- [Recorded data]:
----------
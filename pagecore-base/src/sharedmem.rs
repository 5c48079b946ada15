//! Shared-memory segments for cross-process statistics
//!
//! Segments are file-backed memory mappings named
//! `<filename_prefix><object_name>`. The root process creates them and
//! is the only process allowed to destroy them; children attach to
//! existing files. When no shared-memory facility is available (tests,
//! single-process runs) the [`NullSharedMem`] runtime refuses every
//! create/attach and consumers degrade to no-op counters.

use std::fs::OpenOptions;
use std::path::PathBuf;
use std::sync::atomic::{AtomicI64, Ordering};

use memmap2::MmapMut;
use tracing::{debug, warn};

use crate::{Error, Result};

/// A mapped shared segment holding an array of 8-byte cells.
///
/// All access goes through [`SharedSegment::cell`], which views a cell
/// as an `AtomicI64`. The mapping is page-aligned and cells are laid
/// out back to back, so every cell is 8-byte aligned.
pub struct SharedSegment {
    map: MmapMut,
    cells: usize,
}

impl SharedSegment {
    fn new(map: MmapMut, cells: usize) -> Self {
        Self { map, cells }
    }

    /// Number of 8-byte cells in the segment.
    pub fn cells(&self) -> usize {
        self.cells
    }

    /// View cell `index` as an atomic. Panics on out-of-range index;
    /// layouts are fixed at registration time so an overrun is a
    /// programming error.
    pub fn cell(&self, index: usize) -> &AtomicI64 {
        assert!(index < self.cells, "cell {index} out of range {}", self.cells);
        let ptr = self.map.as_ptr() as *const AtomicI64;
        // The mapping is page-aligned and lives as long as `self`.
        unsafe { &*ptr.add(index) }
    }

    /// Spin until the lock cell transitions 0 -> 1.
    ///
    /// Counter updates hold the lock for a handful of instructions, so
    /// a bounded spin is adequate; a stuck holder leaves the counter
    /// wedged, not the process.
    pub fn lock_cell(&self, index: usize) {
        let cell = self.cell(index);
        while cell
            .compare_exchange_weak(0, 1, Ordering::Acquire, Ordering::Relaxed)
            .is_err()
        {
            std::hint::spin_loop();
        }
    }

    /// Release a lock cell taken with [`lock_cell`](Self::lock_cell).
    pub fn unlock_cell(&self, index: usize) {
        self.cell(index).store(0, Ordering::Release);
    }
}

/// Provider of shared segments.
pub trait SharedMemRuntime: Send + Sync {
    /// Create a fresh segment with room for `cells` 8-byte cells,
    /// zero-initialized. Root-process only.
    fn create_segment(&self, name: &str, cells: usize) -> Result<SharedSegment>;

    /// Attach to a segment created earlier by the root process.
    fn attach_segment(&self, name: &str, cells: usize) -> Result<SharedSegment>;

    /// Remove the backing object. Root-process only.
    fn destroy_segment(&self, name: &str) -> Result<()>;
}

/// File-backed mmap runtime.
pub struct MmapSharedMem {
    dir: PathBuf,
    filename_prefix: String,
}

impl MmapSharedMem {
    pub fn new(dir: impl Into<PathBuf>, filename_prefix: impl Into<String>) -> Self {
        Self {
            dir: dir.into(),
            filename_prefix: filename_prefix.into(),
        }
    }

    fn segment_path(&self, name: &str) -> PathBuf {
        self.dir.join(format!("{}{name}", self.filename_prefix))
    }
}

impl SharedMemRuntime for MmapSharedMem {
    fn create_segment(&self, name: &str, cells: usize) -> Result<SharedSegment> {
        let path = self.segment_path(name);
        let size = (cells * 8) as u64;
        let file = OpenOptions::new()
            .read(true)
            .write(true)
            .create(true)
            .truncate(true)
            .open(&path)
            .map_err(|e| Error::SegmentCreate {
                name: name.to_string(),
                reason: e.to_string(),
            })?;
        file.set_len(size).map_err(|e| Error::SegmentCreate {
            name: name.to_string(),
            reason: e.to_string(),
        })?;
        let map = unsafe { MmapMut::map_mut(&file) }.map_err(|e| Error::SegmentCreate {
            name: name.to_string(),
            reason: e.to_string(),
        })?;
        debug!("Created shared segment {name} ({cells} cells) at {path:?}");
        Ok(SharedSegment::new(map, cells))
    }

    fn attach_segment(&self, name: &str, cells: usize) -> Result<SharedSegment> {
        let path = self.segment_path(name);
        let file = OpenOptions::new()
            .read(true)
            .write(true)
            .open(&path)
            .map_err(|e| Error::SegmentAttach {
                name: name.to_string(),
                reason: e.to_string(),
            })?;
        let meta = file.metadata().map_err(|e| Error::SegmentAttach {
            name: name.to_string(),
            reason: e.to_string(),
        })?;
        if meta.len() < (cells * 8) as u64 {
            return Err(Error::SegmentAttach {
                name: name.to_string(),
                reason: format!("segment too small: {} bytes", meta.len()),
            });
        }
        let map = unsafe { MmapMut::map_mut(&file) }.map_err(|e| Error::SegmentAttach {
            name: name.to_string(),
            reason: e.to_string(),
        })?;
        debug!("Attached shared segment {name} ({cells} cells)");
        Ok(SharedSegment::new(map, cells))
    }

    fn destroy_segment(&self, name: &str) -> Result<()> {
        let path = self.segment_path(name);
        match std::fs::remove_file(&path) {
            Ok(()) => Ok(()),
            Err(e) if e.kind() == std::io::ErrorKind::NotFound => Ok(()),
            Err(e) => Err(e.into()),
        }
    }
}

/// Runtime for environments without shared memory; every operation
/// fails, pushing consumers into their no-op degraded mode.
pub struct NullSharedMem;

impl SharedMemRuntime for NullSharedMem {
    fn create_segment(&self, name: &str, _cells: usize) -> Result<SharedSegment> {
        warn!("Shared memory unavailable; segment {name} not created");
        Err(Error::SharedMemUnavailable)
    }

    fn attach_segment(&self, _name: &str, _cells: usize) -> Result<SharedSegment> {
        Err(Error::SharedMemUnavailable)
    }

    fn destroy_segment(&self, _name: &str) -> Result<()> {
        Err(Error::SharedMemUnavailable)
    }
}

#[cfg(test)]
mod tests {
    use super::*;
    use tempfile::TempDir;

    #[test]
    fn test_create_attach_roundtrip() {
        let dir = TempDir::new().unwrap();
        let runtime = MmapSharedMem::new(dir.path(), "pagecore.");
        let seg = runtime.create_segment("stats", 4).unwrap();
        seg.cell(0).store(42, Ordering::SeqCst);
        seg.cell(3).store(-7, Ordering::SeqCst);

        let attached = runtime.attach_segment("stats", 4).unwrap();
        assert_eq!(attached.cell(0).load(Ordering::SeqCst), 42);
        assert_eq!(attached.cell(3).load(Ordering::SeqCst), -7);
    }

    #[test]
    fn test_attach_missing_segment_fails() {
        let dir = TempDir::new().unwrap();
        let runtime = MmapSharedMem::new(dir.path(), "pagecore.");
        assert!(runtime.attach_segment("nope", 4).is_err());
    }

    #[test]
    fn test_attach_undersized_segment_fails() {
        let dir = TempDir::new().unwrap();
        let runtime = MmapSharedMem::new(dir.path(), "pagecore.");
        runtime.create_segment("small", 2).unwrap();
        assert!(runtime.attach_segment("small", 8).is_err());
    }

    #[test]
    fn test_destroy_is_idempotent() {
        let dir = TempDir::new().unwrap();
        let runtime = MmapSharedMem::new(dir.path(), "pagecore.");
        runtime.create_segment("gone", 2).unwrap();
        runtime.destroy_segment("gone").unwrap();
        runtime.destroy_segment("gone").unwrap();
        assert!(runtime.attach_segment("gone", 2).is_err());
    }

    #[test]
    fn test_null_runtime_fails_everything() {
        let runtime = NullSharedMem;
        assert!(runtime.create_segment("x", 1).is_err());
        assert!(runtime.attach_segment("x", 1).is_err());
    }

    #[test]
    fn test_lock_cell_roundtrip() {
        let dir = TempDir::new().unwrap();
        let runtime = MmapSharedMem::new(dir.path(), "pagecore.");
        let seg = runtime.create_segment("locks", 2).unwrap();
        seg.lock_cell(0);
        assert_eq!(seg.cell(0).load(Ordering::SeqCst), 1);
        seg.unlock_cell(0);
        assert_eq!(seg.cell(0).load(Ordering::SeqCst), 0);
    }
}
----------
- [Assigned task]:
Where does the string "warn" occur in the data above? Copy every line that holds it.

- [Result of this task]:
use tracing::{debug, warn};
        warn!("Shared memory unavailable; segment {name} not created");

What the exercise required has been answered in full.